YOUR TASK: Your reply should reproduce each record precisely as written.

Collected data
//! # Descriptor Bindings
//!
//! Event-set descriptors driving live registries, and bean-context
//! propagation alongside ordinary fires.

#[cfg(test)]
mod tests {
    use crate::fixtures::{CallLog, Recorder};
    use veto_bus::{Listener, ListenerRegistry, Subject, VetoableChangeListener};
    use veto_descriptors::{
        AddAccessor, BeanContext, BeanContextEvent, BeanDescriptor, DescriptorError,
        EventSetDescriptor, GetAccessor, ListenerMethod, RemoveAccessor, TypeIdentity,
    };

    struct Thermostat;

    fn thermostat_registry() -> ListenerRegistry {
        ListenerRegistry::new(Subject::new(Thermostat).labeled("thermostat"))
    }

    #[test]
    fn test_canonical_descriptor_registers_for_fires() {
        let log = CallLog::new();
        let registry = thermostat_registry();
        let descriptor = EventSetDescriptor::vetoable_change();

        descriptor.add_listener(&registry, Recorder::accepting("any", &log)).unwrap();
        descriptor
            .add_listener(&registry, Listener::named("setpoint", Recorder::vetoing("guard", &log, "setpoint")))
            .unwrap();

        assert!(registry.fire_vetoable_change("setpoint", 20, 30).is_err());
        assert_eq!(log.names(), vec!["any", "guard"]);
        assert_eq!(descriptor.get_listeners(&registry).unwrap().len(), 2);
    }

    #[test]
    fn test_unicast_source_holds_one_listener() {
        let log = CallLog::new();
        let registry = thermostat_registry();
        let descriptor = EventSetDescriptor::builder("setpoint_change", TypeIdentity::of::<dyn VetoableChangeListener>())
            .listener_method(ListenerMethod::new("vetoable_change", "ChangeEvent"))
            .add_accessor(AddAccessor::unicast())
            .remove_accessor(RemoveAccessor::registry())
            .get_accessor(GetAccessor::registry())
            .require_accessors()
            .build()
            .unwrap();

        let first = Recorder::accepting("first", &log);
        descriptor.add_listener(&registry, first.clone()).unwrap();
        assert!(matches!(
            descriptor.add_listener(&registry, Recorder::accepting("second", &log)),
            Err(DescriptorError::TooManyListeners(name)) if name == "setpoint_change"
        ));

        descriptor.remove_listener(&registry, first).unwrap();
        descriptor.add_listener(&registry, Recorder::accepting("second", &log)).unwrap();

        registry.fire_vetoable_change("setpoint", 1, 2).unwrap();
        assert_eq!(log.names(), vec!["second"]);
    }

    #[test]
    fn test_merged_descriptor_gains_bindings() {
        let registry = thermostat_registry();
        let declared = EventSetDescriptor::builder("vetoable_change", TypeIdentity::of::<dyn VetoableChangeListener>())
            .listener_method(ListenerMethod::new("vetoable_change", "ChangeEvent"))
            .build()
            .unwrap();
        assert!(declared.add_listener(&registry, Recorder::accepting("x", &CallLog::new())).is_err());

        let merged = declared.merge(&EventSetDescriptor::vetoable_change());
        merged
            .add_listener(&registry, Recorder::accepting("x", &CallLog::new()))
            .unwrap();
        assert_eq!(registry.list_listeners().len(), 1);
    }

    #[test]
    fn test_bean_descriptor_names_the_subject_type() {
        let bean = BeanDescriptor::new(TypeIdentity::of::<Thermostat>());
        assert_eq!(bean.name(), "Thermostat");
        assert_eq!(bean.display_name(), "Thermostat");
    }

    #[test]
    fn test_context_annotation_is_independent_of_dispatch() {
        let building = BeanContext::new("building");
        let floor = BeanContext::new("floor");
        let event = BeanContextEvent::new(floor.clone());

        let log = CallLog::new();
        let registry = thermostat_registry();
        registry.add_listener(Recorder::accepting("L", &log));

        event.set_propagated_from(&building).unwrap();
        registry.fire_vetoable_change("setpoint", 1, 2).unwrap();

        assert_eq!(event.propagated_from().map(|c| c.name().to_string()), Some("building".into()));
        assert!(event.set_propagated_from(&floor).is_err());
        assert_eq!(log.names(), vec!["L"]);
    }
}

ANSWER TO THIS PROBLEM:
//! # Descriptor Bindings
//!
//! Event-set descriptors driving live registries, and bean-context
//! propagation alongside ordinary fires.

#[cfg(test)]
mod tests {
    use crate::fixtures::{CallLog, Recorder};
    use veto_bus::{Listener, ListenerRegistry, Subject, VetoableChangeListener};
    use veto_descriptors::{
        AddAccessor, BeanContext, BeanContextEvent, BeanDescriptor, DescriptorError,
        EventSetDescriptor, GetAccessor, ListenerMethod, RemoveAccessor, TypeIdentity,
    };

    struct Thermostat;

    fn thermostat_registry() -> ListenerRegistry {
        ListenerRegistry::new(Subject::new(Thermostat).labeled("thermostat"))
    }

    #[test]
    fn test_canonical_descriptor_registers_for_fires() {
        let log = CallLog::new();
        let registry = thermostat_registry();
        let descriptor = EventSetDescriptor::vetoable_change();

        descriptor.add_listener(&registry, Recorder::accepting("any", &log)).unwrap();
        descriptor
            .add_listener(&registry, Listener::named("setpoint", Recorder::vetoing("guard", &log, "setpoint")))
            .unwrap();

        assert!(registry.fire_vetoable_change("setpoint", 20, 30).is_err());
        assert_eq!(log.names(), vec!["any", "guard"]);
        assert_eq!(descriptor.get_listeners(&registry).unwrap().len(), 2);
    }

    #[test]
    fn test_unicast_source_holds_one_listener() {
        let log = CallLog::new();
        let registry = thermostat_registry();
        let descriptor = EventSetDescriptor::builder("setpoint_change", TypeIdentity::of::<dyn VetoableChangeListener>())
            .listener_method(ListenerMethod::new("vetoable_change", "ChangeEvent"))
            .add_accessor(AddAccessor::unicast())
            .remove_accessor(RemoveAccessor::registry())
            .get_accessor(GetAccessor::registry())
            .require_accessors()
            .build()
            .unwrap();

        let first = Recorder::accepting("first", &log);
        descriptor.add_listener(&registry, first.clone()).unwrap();
        assert!(matches!(
            descriptor.add_listener(&registry, Recorder::accepting("second", &log)),
            Err(DescriptorError::TooManyListeners(name)) if name == "setpoint_change"
        ));

        descriptor.remove_listener(&registry, first).unwrap();
        descriptor.add_listener(&registry, Recorder::accepting("second", &log)).unwrap();

        registry.fire_vetoable_change("setpoint", 1, 2).unwrap();
        assert_eq!(log.names(), vec!["second"]);
    }

    #[test]
    fn test_merged_descriptor_gains_bindings() {
        let registry = thermostat_registry();
        let declared = EventSetDescriptor::builder("vetoable_change", TypeIdentity::of::<dyn VetoableChangeListener>())
            .listener_method(ListenerMethod::new("vetoable_change", "ChangeEvent"))
            .build()
            .unwrap();
        assert!(declared.add_listener(&registry, Recorder::accepting("x", &CallLog::new())).is_err());

        let merged = declared.merge(&EventSetDescriptor::vetoable_change());
        merged
            .add_listener(&registry, Recorder::accepting("x", &CallLog::new()))
            .unwrap();
        assert_eq!(registry.list_listeners().len(), 1);
    }

    #[test]
    fn test_bean_descriptor_names_the_subject_type() {
        let bean = BeanDescriptor::new(TypeIdentity::of::<Thermostat>());
        assert_eq!(bean.name(), "Thermostat");
        assert_eq!(bean.display_name(), "Thermostat");
    }

    #[test]
    fn test_context_annotation_is_independent_of_dispatch() {
        let building = BeanContext::new("building");
        let floor = BeanContext::new("floor");
        let event = BeanContextEvent::new(floor.clone());

        let log = CallLog::new();
        let registry = thermostat_registry();
        registry.add_listener(Recorder::accepting("L", &log));

        event.set_propagated_from(&building).unwrap();
        registry.fire_vetoable_change("setpoint", 1, 2).unwrap();

        assert_eq!(event.propagated_from().map(|c| c.name().to_string()), Some("building".into()));
        assert!(event.set_propagated_from(&floor).is_err());
        assert_eq!(log.names(), vec!["L"]);
    }
}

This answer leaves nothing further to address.